PROBLEM DESCRIPTION: Please copy every line from the following entries in which the word "true" appears.

*****

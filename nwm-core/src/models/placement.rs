use super::{Handle, Window, WindowType};

/// Where a newly mapped window ends up.
#[derive(Debug, Clone, Copy, PartialEq, Eq)]
pub enum Placement {
    /// Tiled by the layouts.
    Normal,
    /// Managed, but positioned by the client or the user.
    Floating,
    /// Mapped and left alone, e.g. docks and desktops.
    Ignored,
    /// Mapped, left alone, and always stacked on top.
    Special,
}

/// Decides how to treat a window from its type and hints.
///
/// Ignored and special types win over every floating heuristic, so a transient dock is still
/// ignored.
pub fn classify<H: Handle>(window: &Window<H>) -> Placement {
    match window.r#type {
        WindowType::Dock | WindowType::Desktop => Placement::Ignored,
        WindowType::Notification
        | WindowType::Tooltip
        | WindowType::DropdownMenu
        | WindowType::PopupMenu
        | WindowType::Combo
        | WindowType::Dnd => Placement::Special,
        WindowType::Dialog
        | WindowType::Splash
        | WindowType::Utility
        | WindowType::Toolbar
        | WindowType::Menu => Placement::Floating,
        WindowType::Normal if window.transient.is_some() || window.fixed_size => {
            Placement::Floating
        }
        WindowType::Normal => Placement::Normal,
    }
}

#[cfg(test)]
mod tests {
    use super::*;
    use crate::models::{MockHandle, WindowHandle};

    fn window(r#type: WindowType) -> Window<MockHandle> {
        let mut window = Window::new(WindowHandle(1), None);
        window.r#type = r#type;
        window
    }

    #[test]
    fn plain_windows_are_tiled() {
        assert_eq!(classify(&window(WindowType::Normal)), Placement::Normal);
    }

    #[test]
    fn dialogs_and_transients_float() {
        assert_eq!(classify(&window(WindowType::Dialog)), Placement::Floating);
        assert_eq!(classify(&window(WindowType::Splash)), Placement::Floating);
        let mut transient = window(WindowType::Normal);
        transient.transient = Some(WindowHandle(2));
        assert_eq!(classify(&transient), Placement::Floating);
        let mut fixed = window(WindowType::Normal);
        fixed.fixed_size = true;
        assert_eq!(classify(&fixed), Placement::Floating);
    }

    #[test]
    fn ignore_wins_over_float_when_both_match() {
        let mut dock = window(WindowType::Dock);
        dock.transient = Some(WindowHandle(2));
        dock.fixed_size = true;
        assert_eq!(classify(&dock), Placement::Ignored);

        let mut tooltip = window(WindowType::Tooltip);
        tooltip.transient = Some(WindowHandle(2));
        assert_eq!(classify(&tooltip), Placement::Special);
    }

    #[test]
    fn popups_are_special() {
        for r#type in [
            WindowType::Notification,
            WindowType::Tooltip,
            WindowType::DropdownMenu,
            WindowType::PopupMenu,
            WindowType::Combo,
            WindowType::Dnd,
        ] {
            assert_eq!(classify(&window(r#type)), Placement::Special);
        }
    }
}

*****

RESPONSE BOX:
        fixed.fixed_size = true;
        dock.fixed_size = true;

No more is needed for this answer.